Berikut adalah rumus dari sistematika pembayaran pajak motor di STNK :

Advertisements
  • Rumus utama untuk menghitung pajak yaitu Total Biaya = PKB (Pajak Kendaraan Bermotor) + Denda PKB + Denda SWDKLLJ (Sumbangan Wajib Dana Kecelakaan Lalu Lintas Jalan)
  • Kemudian rumus Denda PKB/tahun = 25% x PKB
  • Adapun rumus Denda PKB/bulan = (25% x PKB) / 12
  • Berikutnya denda SWDKLLJ untuk keterlambatan 3 bulan setelah jatuh tempo adalah sebesar 25% di kali biaya SDWKLLJ
  • Untuk keterlambatan SWDKJJL selama 6 bulan maka denda 50%
  • Dan untuk waktu 9 bulan denda SDWKJJL sebesar 75%
  • Untuk keterlambatan lebih dari 9 bulan maka denda yang akan dikenakan sebesar 100% dari biaya SDWKLLJ yang telah di tentukan.

Misalnya Nia pemilik sepeda motor dengan nilai Pajak Kendaraan Bermotor (PKB) yaitu Rp 250.000,- kemudian Sumbangan Wajib Dana Kecelakaan Lalu Lintas Jalan (SWDKLJJ) sebesar Rp 40.000,-. Kemudian ia terlambat membayar pajak selama 6 bulan. Maka berapa pajak yang harus Nia bayar ?

Denda Pajak Kendaraan Bermotor (PKB) untuk keterlambatan 6 bulan = 6 x ((25% x PKB) / 12) = 1/8 x Rp. 250.000,- = Rp. 31.250,- . Jika denda Sumbangan Wajib Dana Kecelakaan Lalu Lintas Jalan (SWKLLJ) sebesar Rp.32.000,-

Maka total denda pajak yang harus di bayar Nia yaitu : Total denda pajak = Denda PKB + Denda SWKJJL = Rp.31.250,- + Rp. 32.000,- = Rp. 63.250,- Kemudian Total Pajak Kendaraan Bermotor (PKB) = PKB + SWKLLJ + Total denda PKB = Rp.250.000,- + Rp. 40.000,- + Rp. 63.250,- = Rp. 353.250,-. Jadi total denda secara keseluruhan harus dibayarkan oleh Nia sejumlah Rp. 353.250,-.

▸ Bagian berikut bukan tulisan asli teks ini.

//! A user-facing capability advertised by the tool listing.

use chrono::{DateTime, Utc};
use serde::{Deserialize, Serialize};
use sqlx::FromRow;
use uuid::Uuid;

/// One entry of the tool registry.
///
/// Tools are mutated only through the admin endpoints; the public listing
/// shows the enabled ones ordered by `order`.
#[derive(Serialize, Deserialize, Clone, FromRow, Debug)]
#[serde(rename_all = "camelCase")]
pub struct Tool {
    #[serde(rename = "_id")]
    pub id: Uuid,

    /// Display name, e.g. "Merge PDF".
    pub name: String,

    /// Unique slug used by the frontend router and by boot seeding.
    pub slug: String,

    /// Icon identifier understood by the frontend.
    pub icon: String,

    pub description: String,

    pub enabled: bool,

    pub category: String,

    /// Position in the listing.
    #[sqlx(rename = "sort_order")]
    pub order: i64,

    pub created_at: DateTime<Utc>,
    pub updated_at: DateTime<Utc>,
}

/// Partial update accepted by `PUT /api/admin/tools/{id}`.
#[derive(Deserialize, Debug, Default)]
#[serde(rename_all = "camelCase")]
pub struct ToolUpdate {
    pub name: Option<String>,
    pub icon: Option<String>,
    pub description: Option<String>,
    pub enabled: Option<bool>,
    pub category: Option<String>,
    pub order: Option<i64>,
}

Demikianlah pembahasan secara singkat terkait dengan mengecek pajak motor di STNK dengan rumus yang telah dijelaskan di atas.

Semoga pembahasan ini dapat bermanfaat terutama bagi masyarakat yang ingin mengetahui jumlah pajak yang harus dibayarkan dengan melihat STNK.